## YOUR OBJECTIVE
"async fn delete_draft_removes_only_owned_drafts(pool: PgPool)" appears in one line; retype that line and all lines following it through the end of the records, with nothing left out or added.

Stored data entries
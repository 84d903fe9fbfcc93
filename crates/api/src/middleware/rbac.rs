//! Area-level access control.
//!
//! Each protected area of the API has a marker type naming its
//! [`Resource`]. Taking `Authorized<Marker>` as a handler argument runs
//! [`can_access`] before the handler body, rejecting with 403.

use std::marker::PhantomData;

use axum::extract::FromRequestParts;
use axum::http::request::Parts;
use lodge_core::access::{can_access, Resource};
use lodge_core::error::CoreError;
use lodge_core::session::Session;

use super::auth::AuthUser;
use crate::error::AppError;
use crate::state::AppState;

/// Binds a marker type to the [`Resource`] it guards.
pub trait Area {
    const RESOURCE: Resource;
}

macro_rules! areas {
    ($($(#[$doc:meta])* $name:ident => $resource:ident;)*) => {
        $(
            $(#[$doc])*
            #[derive(Debug, Clone, Copy)]
            pub struct $name;

            impl Area for $name {
                const RESOURCE: Resource = Resource::$resource;
            }
        )*
    };
}

areas! {
    /// Booking selection and new registrations.
    RegisterArea => Register;
    /// The caller's drafts and finalize.
    ReviewArea => Review;
    EditDraftArea => EditDraft;
    SubmissionsArea => Submissions;
    /// Admin only.
    AdminDirectoryArea => AdminDirectory;
    /// Admin only.
    AdminGuestEditArea => AdminGuestEdit;
    /// Admin only.
    UserManagementArea => UserManagement;
}

/// A session that is allowed into area `A`.
///
/// ```ignore
/// async fn list(auth: Authorized<ReviewArea>) -> AppResult<Json<()>> {
///     let session = auth.session;
///     Ok(Json(()))
/// }
/// ```
#[derive(Debug, Clone, Copy)]
pub struct Authorized<A> {
    pub session: Session,
    _area: PhantomData<A>,
}

impl<A: Area> FromRequestParts<AppState> for Authorized<A>
where
    A: Send + Sync,
{
    type Rejection = AppError;

    async fn from_request_parts(
        parts: &mut Parts,
        state: &AppState,
    ) -> Result<Self, Self::Rejection> {
        let AuthUser(session) = AuthUser::from_request_parts(parts, state).await?;
        if !can_access(&session, A::RESOURCE) {
            tracing::debug!(
                user_id = session.user_id,
                resource = ?A::RESOURCE,
                "Access denied",
            );
            return Err(AppError::Core(CoreError::Forbidden(
                "Admin role required".into(),
            )));
        }
        Ok(Authorized {
            session,
            _area: PhantomData,
        })
    }
}
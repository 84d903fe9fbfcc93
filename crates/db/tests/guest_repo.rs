//! Integration tests for the registration workflow at the repository level:
//! draft group insert, guarded draft mutations, finalize, and the
//! submitted-guest queries behind the aggregator and the admin directory.

use chrono::NaiveDate;
use sqlx::PgPool;
use lodge_core::guest::{DocumentType, GuestFields, GuestStatus};
use lodge_core::roles::Role;
use lodge_db::models::booking::{Booking, CreateBooking};
use lodge_db::models::guest::{CreateDraftGroup, Guest};
use lodge_db::models::user::{CreateUser, User};
use lodge_db::repositories::{BookingRepo, GuestRepo, ProfileRepo, UserRepo};

// ---------------------------------------------------------------------------
// Helpers
// ---------------------------------------------------------------------------

async fn new_user(pool: &PgPool, email: &str, name: &str) -> User {
    UserRepo::create_with_profile(
        pool,
        &CreateUser {
            email: email.to_string(),
            password_hash: "not-a-real-hash".to_string(),
            role: Role::User,
            full_name: name.to_string(),
        },
    )
    .await
    .unwrap()
}

async fn new_booking(pool: &PgPool, code: &str, day: u32) -> Booking {
    BookingRepo::create(
        pool,
        &CreateBooking {
            code: code.to_string(),
            guest_name: "Mario Rossi".to_string(),
            room_number: "101".to_string(),
            check_in_date: NaiveDate::from_ymd_opt(2024, 6, day).unwrap(),
            check_out_date: NaiveDate::from_ymd_opt(2024, 6, day + 3).unwrap(),
        },
    )
    .await
    .unwrap()
}

fn fields(first: &str, last: &str, doc: DocumentType, number: &str) -> GuestFields {
    GuestFields {
        first_name: first.to_string(),
        last_name: last.to_string(),
        address: "Via Roma 1, Milano".to_string(),
        document_type: doc,
        document_number: number.to_string(),
        stay_duration: 3,
    }
}

async fn register_rossi(pool: &PgPool, booking: &Booking, user: &User) -> Vec<Guest> {
    GuestRepo::create_draft_group(
        pool,
        &CreateDraftGroup {
            booking_id: booking.id,
            booking_code: booking.code.clone(),
            user_id: user.id,
            main_guest: fields("Mario", "Rossi", DocumentType::IdCard, "AB123"),
            additional_guests: vec![fields("Luca", "Bianchi", DocumentType::Passport, "XY999")],
        },
    )
    .await
    .unwrap()
}

// ---------------------------------------------------------------------------
// Bookings
// ---------------------------------------------------------------------------

#[sqlx::test(migrations = "../../db/migrations")]
async fn active_bookings_are_ordered_by_check_in(pool: PgPool) {
    new_booking(&pool, "bk-late", 20).await;
    new_booking(&pool, "bk-1", 1).await;

    let active = BookingRepo::list_active(&pool).await.unwrap();

    let codes: Vec<_> = active.iter().map(|b| b.code.as_str()).collect();
    assert_eq!(codes, ["bk-1", "bk-late"]);
}

#[sqlx::test(migrations = "../../db/migrations")]
async fn duplicate_booking_code_is_rejected(pool: PgPool) {
    new_booking(&pool, "bk-1", 1).await;
    let err = BookingRepo::create(
        &pool,
        &CreateBooking {
            code: "bk-1".to_string(),
            guest_name: "Other".to_string(),
            room_number: "102".to_string(),
            check_in_date: NaiveDate::from_ymd_opt(2024, 6, 2).unwrap(),
            check_out_date: NaiveDate::from_ymd_opt(2024, 6, 3).unwrap(),
        },
    )
    .await
    .unwrap_err();

    let db_err = err.as_database_error().expect("database error");
    assert_eq!(db_err.constraint(), Some("uq_bookings_code"));
}

// ---------------------------------------------------------------------------
// Drafts
// ---------------------------------------------------------------------------

#[sqlx::test(migrations = "../../db/migrations")]
async fn draft_group_is_written_main_guest_first(pool: PgPool) {
    let user = new_user(&pool, "desk@example.com", "Desk").await;
    let booking = new_booking(&pool, "bk-1", 1).await;

    let created = register_rossi(&pool, &booking, &user).await;

    assert_eq!(created.len(), 2);
    assert!(created[0].is_main_guest);
    assert!(!created[1].is_main_guest);
    assert!(created.iter().all(|g| g.status == GuestStatus::Draft));
    assert!(created.iter().all(|g| g.booking_code == "bk-1"));

    let drafts = GuestRepo::list_drafts_for_owner(&pool, user.id).await.unwrap();
    assert_eq!(drafts.len(), 2);
    assert_eq!(drafts[0].guest.last_name, "Rossi");
    assert_eq!(drafts[1].guest.last_name, "Bianchi");
    assert_eq!(drafts.iter().filter(|d| d.guest.is_main_guest).count(), 1);
    let joined = drafts[0].booking.as_ref().expect("booking joined");
    assert_eq!(joined.room_number, "101");
}

#[sqlx::test(migrations = "../../db/migrations")]
async fn failed_batch_rolls_back_main_guest(pool: PgPool) {
    let user = new_user(&pool, "desk@example.com", "Desk").await;
    let booking = new_booking(&pool, "bk-1", 1).await;

    let mut bad = fields("Luca", "Bianchi", DocumentType::Passport, "XY999");
    bad.stay_duration = 0;
    let result = GuestRepo::create_draft_group(
        &pool,
        &CreateDraftGroup {
            booking_id: booking.id,
            booking_code: booking.code.clone(),
            user_id: user.id,
            main_guest: fields("Mario", "Rossi", DocumentType::IdCard, "AB123"),
            additional_guests: vec![bad],
        },
    )
    .await;

    assert!(result.is_err());
    let drafts = GuestRepo::list_drafts_for_owner(&pool, user.id).await.unwrap();
    assert!(drafts.is_empty());
}

#[sqlx::test(migrations = "../../db/migrations")]
async fn update_draft_is_guarded_by_owner(pool: PgPool) {
    let owner = new_user(&pool, "desk@example.com", "Desk").await;
    let other = new_user(&pool, "other@example.com", "Other").await;
    let booking = new_booking(&pool, "bk-1", 1).await;
    let created = register_rossi(&pool, &booking, &owner).await;

    let mut edited = created[1].fields();
    edited.address = "Corso Italia 5".to_string();

    let denied = GuestRepo::update_draft(&pool, created[1].id, other.id, &edited)
        .await
        .unwrap();
    assert!(denied.is_none());

    let updated = GuestRepo::update_draft(&pool, created[1].id, owner.id, &edited)
        .await
        .unwrap()
        .expect("owner update applies");
    assert_eq!(updated.address, "Corso Italia 5");
    assert!(updated.updated_at >= created[1].updated_at);
}

#[sqlx::test(migrations = "../../db/migrations")]
async fn delete_draft_removes_only_owned_drafts(pool: PgPool) {
    let owner = new_user(&pool, "desk@example.com", "Desk").await;
    let other = new_user(&pool, "other@example.com", "Other").await;
    let booking = new_booking(&pool, "bk-1", 1).await;
    let created = register_rossi(&pool, &booking, &owner).await;

    assert!(!GuestRepo::delete_draft(&pool, created[1].id, other.id).await.unwrap());
    assert!(GuestRepo::delete_draft(&pool, created[1].id, owner.id).await.unwrap());
    assert!(GuestRepo::find_by_id(&pool, created[1].id).await.unwrap().is_none());
    // Second delete is a no-op.
    assert!(!GuestRepo::delete_draft(&pool, created[1].id, owner.id).await.unwrap());
}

## SOLUTION TO THE EXERCISE
async fn delete_draft_removes_only_owned_drafts(pool: PgPool) {
    let owner = new_user(&pool, "desk@example.com", "Desk").await;
    let other = new_user(&pool, "other@example.com", "Other").await;
    let booking = new_booking(&pool, "bk-1", 1).await;
    let created = register_rossi(&pool, &booking, &owner).await;

    assert!(!GuestRepo::delete_draft(&pool, created[1].id, other.id).await.unwrap());
    assert!(GuestRepo::delete_draft(&pool, created[1].id, owner.id).await.unwrap());
    assert!(GuestRepo::find_by_id(&pool, created[1].id).await.unwrap().is_none());
    // Second delete is a no-op.
    assert!(!GuestRepo::delete_draft(&pool, created[1].id, owner.id).await.unwrap());
}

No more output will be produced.